見込み客の関心の強さによって、4つの段階に分けることができます。
1段階 O→oblivious
Oはobliviousの頭文字で、無知という意味です。
この段階は、自分に問題があることに気づいていない段階です。
糖尿病の予備軍になっていることに気付かずに、「俺に何か問題がある?」と思っているタイプです。
この場合は、まずは問題がある事実に気づいてもらうことからスタートしなければなりません。
2段階A→apathetic
Aはapatheticの頭文字で、無関心という意味です。
この段階は、問題があることに気づいているが、別にそのままでいいでしょというタイプです。

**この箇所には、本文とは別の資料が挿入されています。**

//! Geographic primitives for PhotoSpot.
//!
//! This crate provides:
//! - Haversine great-circle distance
//! - Location blurring: an area-uniform random point within a radius
//! - Validated bounding boxes for map viewports
//! - PostGIS POINT parsing (GeoJSON, WKT and EWKT)
//! - WASM bindings for browser usage
//!
//! Everything here is pure. Randomness is always supplied by the caller.
//!
//! # Example
//!
//! ```
//! use photospot_geo::{distance_meters, random_offset_point, GeoPoint};
//! use rand::{rngs::StdRng, SeedableRng};
//!
//! let center = GeoPoint::new(-122.4194, 37.7749); // San Francisco
//! let mut rng = StdRng::seed_from_u64(7);
//!
//! let public = random_offset_point(&center, 200.0, &mut rng).unwrap();
//! assert!(distance_meters(&center, &public) <= 200.0 + 1e-6);
//! ```

mod bbox;
mod blur;
mod error;
mod haversine;
mod postgis;

#[cfg(feature = "wasm")]
mod wasm;

pub use bbox::{BboxViolation, BoundingBox};
pub use blur::{
    normalize_longitude, random_offset_point, BlurSettings, PhotoLocationPair, DEFAULT_BLUR_RADIUS_M,
    MAX_BLUR_RADIUS_M, MIN_BLUR_RADIUS_M,
};
pub use error::{GeoError, Result};
pub use haversine::{distance_km, distance_meters, EARTH_RADIUS_KM, EARTH_RADIUS_M};
pub use postgis::{parse_postgis_point, to_ewkt};

/// A geographic coordinate, longitude first (GeoJSON order).
///
/// Serialized as `[lon, lat]`; deserialization rejects out-of-range values.
#[derive(Debug, Clone, Copy, PartialEq, serde::Serialize, serde::Deserialize)]
#[serde(into = "[f64; 2]", try_from = "[f64; 2]")]
pub struct GeoPoint {
    /// Longitude in degrees (-180 to 180)
    pub lon: f64,
    /// Latitude in degrees (-90 to 90)
    pub lat: f64,
}

impl GeoPoint {
    /// Creates a new point without validating it.
    #[inline]
    #[must_use]
    pub const fn new(lon: f64, lat: f64) -> Self {
        Self { lon, lat }
    }

    /// Creates a point, rejecting non-finite or out-of-range values.
    ///
    /// # Errors
    ///
    /// Returns [`GeoError::InvalidCoordinate`] when the point is not valid.
    pub fn try_new(lon: f64, lat: f64) -> Result<Self> {
        let point = Self::new(lon, lat);
        if point.is_valid() {
            Ok(point)
        } else {
            Err(GeoError::InvalidCoordinate(format!("({lon}, {lat}) is outside lon [-180, 180], lat [-90, 90]")))
        }
    }

    /// Returns true if both values are finite and within range.
    #[inline]
    #[must_use]
    pub fn is_valid(&self) -> bool {
        (-90.0..=90.0).contains(&self.lat) && (-180.0..=180.0).contains(&self.lon)
    }

    /// `(lat, lon)` in radians.
    #[inline]
    pub(crate) fn to_radians(self) -> (f64, f64) {
        (self.lat.to_radians(), self.lon.to_radians())
    }
}

impl From<GeoPoint> for [f64; 2] {
    fn from(point: GeoPoint) -> Self {
        [point.lon, point.lat]
    }
}

impl TryFrom<[f64; 2]> for GeoPoint {
    type Error = GeoError;

    fn try_from([lon, lat]: [f64; 2]) -> Result<Self> {
        Self::try_new(lon, lat)
    }
}

impl From<(f64, f64)> for GeoPoint {
    fn from((lon, lat): (f64, f64)) -> Self {
        Self::new(lon, lat)
    }
}

impl std::fmt::Display for GeoPoint {
    fn fmt(&self, f: &mut std::fmt::Formatter<'_>) -> std::fmt::Result {
        write!(f, "({}, {})", self.lon, self.lat)
    }
}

問題に気づいていても、その問題を重要視していないということです。
「あなたは、糖尿病の予備軍ですよ」
と言われて知っているのに、
「予備軍ならまだ大丈夫」
と軽く考えているタイプです。
この場合は、問題の重大さに気づいてもらわなければなりません。
3段階T→thinking
Tはthinkingの頭文字で、考えているという意味です。
問題に気付いていて、さらに何とかした方がいいなと考えている段階です。
糖尿病の予備軍だと気付いて、何とかした方がいいと考えて、ネットで対策を調べたりする段階ですね。
4段階H→hurting
Hはhurtingの頭文字で、困っているという意味です。
糖尿病の予備軍の例で言えば
「やばい!どうしよう」と問題を深刻にとらえて、今の現状を何とかしなくちゃいけないと色々試している段階です。
当然ですが、4に近づくほど購入確率は上がります。
4の段階の人は、問題に気付いて、その問題を深刻に考えているからこそ、困って色々試している段階です。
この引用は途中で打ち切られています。